Après avoir patienté au son du chant des oiseaux, c’est à 20 h 30 qu’Agnes Obel et ses 3 musiciens font leur entrée sur les planches, dans une salle plongée dans le noir. Contrairement à de nombreux artistes qui optent pour la couleur noire, la Danoise et ses acolytes illuminent la scène en portant des tenues immaculées de blanc. Après quelques petits ajustements, le concert débute enfin. Et c’est par l’instrumental « Red Virgin Soil » qu’Agnes Obel choisit d’ouvrir le spectacle. Derrière son piano droit, elle semble légèrement stressée et tendue ; mais elle se détendra progressivement, au fil du set.

Arrivent ensuite le sublime « Dorian », le captivant « Fuel To Fire » et le saisissant « Camera’s Rolling ». La voix éthérée d’Agnes nous fait inévitablement voyager. Incroyablement transcendante, elle se marie à la perfection à celles de ses deux talentueuses musiciennes, l’une au violoncelle et l’autre aux machines. Alors qu’elle nous envoûte, des ombres et des images de la scène — avec effets — se projette sur l’écran en arrière-plan. On se laisse alors facilement porter par cette scénographie intimiste et épurée. Au bout de quelques titres, elle prend enfin la parole pour remercier le public en français. ‘Bonsoir. Je m’appelle Agnes’, lâche-t-elle encore dans la langue de Molière avant de revenir à celle de Shakespeare. Trois nouveaux titres sont prévus dans la setlist. En revanche, petite déception concernant le troisième et dernier morceau, « Gemini », plus éloigné de son univers.

L’ambiance monte d’un cran lorsque retentissent les premières notes de « Familiar ». Debout derrière son clavier, au milieu du podium, elle fascine par son interprétation. Viennent ensuite les bouleversants « Run Cried the Crawling » et « It’s Happening Again ». On applaudit les réorchestrations de certains titres proposés pour l’occasion, qui offrent ainsi un nouveau visage. Mention spéciale à la violoncelliste d’origine allemande, qui nous a véritablement conquis par son talent et ses loops parfaitement maîtrisés.

Et le charme se poursuit par « Philharmonics » et « Stretch Your Eyes », puis « Words Are Dead », joué en solo au piano par Agnes Obel lors du rappel. Bien sûr, l'auteure ne peut pas oublier d'interpréter son hit posé et mélancolique « Riverside », chaleureusement acclamé par le public. La voix fragile et douce de l’interprète nous transperce au plus haut point.

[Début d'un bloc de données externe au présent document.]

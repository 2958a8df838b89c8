use serde::{Deserialize, Serialize};
use serde_json::Value;

/// A tool definition offered to the model, JSON-Schema parameters included.
#[derive(Debug, Clone, Serialize, Deserialize)]
pub struct Tool {
    pub name: String,
    #[serde(default)]
    pub description: String,
    pub parameters: Value,
}

/// A model-initiated call to one of the offered tools.
#[derive(Debug, Clone, Serialize, Deserialize)]
pub struct ToolCall {
    pub id: String,
    pub name: String,
    pub arguments: Value,
}

/// Caller control over whether/which tool the model must invoke.
#[derive(Debug, Clone, Serialize, Deserialize)]
#[serde(rename_all = "snake_case")]
pub enum ToolChoice {
    Auto,
    None,
    Required,
    Specific { name: String },
}

#[cfg(test)]
mod tests {
    use super::*;

    #[test]
    fn tool_round_trips_through_json() {
        let tool = Tool { name: "search".into(), description: "web search".into(), parameters: serde_json::json!({"type": "object"}) };
        let json = serde_json::to_string(&tool).unwrap();
        let back: Tool = serde_json::from_str(&json).unwrap();
        assert_eq!(back.name, tool.name);
        assert_eq!(back.description, tool.description);
        assert_eq!(back.parameters, tool.parameters);
    }

    #[test]
    fn tool_call_round_trips_through_json() {
        let call = ToolCall { id: "call_1".into(), name: "search".into(), arguments: serde_json::json!({"q": "rust"}) };
        let json = serde_json::to_string(&call).unwrap();
        let back: ToolCall = serde_json::from_str(&json).unwrap();
        assert_eq!(back.id, call.id);
        assert_eq!(back.arguments, call.arguments);
    }
}
use serde::{Deserialize, Serialize};

/// What a resolved model can do, surfaced through `GET /models` so a
/// caller can pick a model without guessing at provider-specific limits.
#[derive(Debug, Clone, Serialize, Deserialize)]
pub struct ModelCapabilities {
    pub model: String,
    pub provider: String,
    pub display_name: String,
    pub context_window: u32,
    #[serde(default, skip_serializing_if = "Option::is_none")]
    pub max_output_tokens: Option<u32>,
    pub supports_tools: bool,
    pub supports_vision: bool,
    pub supports_streaming: bool,
    pub supports_json_mode: bool,
    pub supports_thinking: bool,
    pub supports_embeddings: bool,
    #[serde(default, skip_serializing_if = "Option::is_none")]
    pub input_cost_per_million: Option<f64>,
    #[serde(default, skip_serializing_if = "Option::is_none")]
    pub output_cost_per_million: Option<f64>,
    /// Free-form labels used only as routing hints, never interpreted by
    /// the resolver itself.
    #[serde(default)]
    pub categories: Vec<String>,
}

Et c’est par l’envoûtant « The Curse » qu’Agnes Obel termine ce très beau show d’1h30 environ. Une fois encore, la pianiste et chanteuse scandinave a prouvé qu’elle faisait partie de ce cercle restreint d’artistes incontournables de la scène néo-classique et chamber pop, grâce à ses compositions modernes et audacieuses qui continuent de nous enchanter et de nous faire voyager.

Setlist : « Red Virgin Soil », « Dorian », « Fuel To Fire », « Camera's Rolling », « Laymelli » (nouvelle chanson), « Familiar », « Run Cried the Crawling », « It’s Happening Again », « Faustian Deal (nouvelle chanson), « Gemini » (Nouvelle chanson), « Philharmonics », « Stretch Your Eyes »

Rappel : « Words Are Dead » (en solo), « Riverside », « The Curse ».